Opinion
22-cv-1769-DWD
10-24-2022
MEMORANDUM AND ORDER
DAVID W. DUGAN, UNITED STATES DISTRICT JUDGE
Plaintiff Eric L. Wakefield, a detainee at the Franklin County Jail, brings this civil rights action pursuant to 42 U.S.C. § 1983 for alleged deprivations of his constitutional rights. (Doc. 1). Plaintiff alleges that his rights are being violated during an ongoing criminal matter in state court because evidence is being withheld, witnesses are being manipulated, and he is not receiving due process. Plaintiff seeks sanctions against the District Attorney's Office for prosecutorial misconduct, and various other harms. Plaintiff has also filed a motion for a subpoena (Doc. 9), a motion for counsel (Doc. 10), and a motion for sanctions or injunctive relief (Doc. 11).

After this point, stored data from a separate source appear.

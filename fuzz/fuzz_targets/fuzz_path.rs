// SPDX-License-Identifier: AGPL-3.0-or-later
//! Fuzz target for StoragePath and QualifiedPath parsing

#![no_main]

use libfuzzer_sys::fuzz_target;
use stow_core::{QualifiedPath, StoragePath};

fuzz_target!(|data: &[u8]| {
    if let Ok(input) = std::str::from_utf8(data) {
        let _ = QualifiedPath::parse_uri(input);

        if let Ok(path) = StoragePath::parse(input) {
            // Parsing the printed form gives the same path back
            let reparsed = StoragePath::parse(path.to_path_string());
            assert_eq!(reparsed.ok().as_ref(), Some(&path));
            assert!(path.segments().iter().all(|s| s != ".." && !s.is_empty()));

            let _ = path.name();
            let _ = path.extension();
            if let Some(parent) = path.parent() {
                assert!(path.starts_with(&parent));
            }

            if input.len() > 10 {
                if let Ok(joined) = path.join(&input[..10]) {
                    assert!(joined.starts_with(&path));
                }
            }
        }
    }
});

Plaintiff's Complaint (Doc. 1) is now before the Court for preliminary review pursuant to 28 U.S.C. § 1915A. Under Section 1915A, the Court is required to screen prisoner complaints to filter out non-meritorious claims. See 28 U.S.C. § 1915A(a)-(b). Any portion of a complaint that is legally frivolous, malicious, fails to state a claim upon which relief may be granted, or asks for money damages from a defendant who by law is immune from such relief must be dismissed. 28 U.S.C. § 1915A(b). At this juncture, the factual allegations of the pro se complaint are to be liberally construed. Rodriguez v. Plymouth Ambulance Serv., 577 F.3d 816, 821 (7th Cir. 2009).
The Complaint
Plaintiff's one-page factual narrative is difficult to follow, though it is legible. Plaintiff seems to allege that as part of an ongoing prosecution in state court, evidence has been tampered with, witnesses have been obstructed or coerced, the grand jury received an incomplete presentation of evidence, and he has not received adequate representation. (Doc. 1 at 6). Plaintiff alleges that this all amounts to prosecutorial misconduct. He argues that he needs evidence to be subpoenaed so that it can be reviewed in full. The issues listed all apparently relate to a dispute with his wife and her alleged boyfriend, whom Plaintiff claims assaulted him on September 26, 2019. As relief Plaintiff seeks a reprimand against the District Attorney's Office.
Discussion
Plaintiff's complaint suffers from multiple defects, and for reasons explained below, he has failed to state a valid claim.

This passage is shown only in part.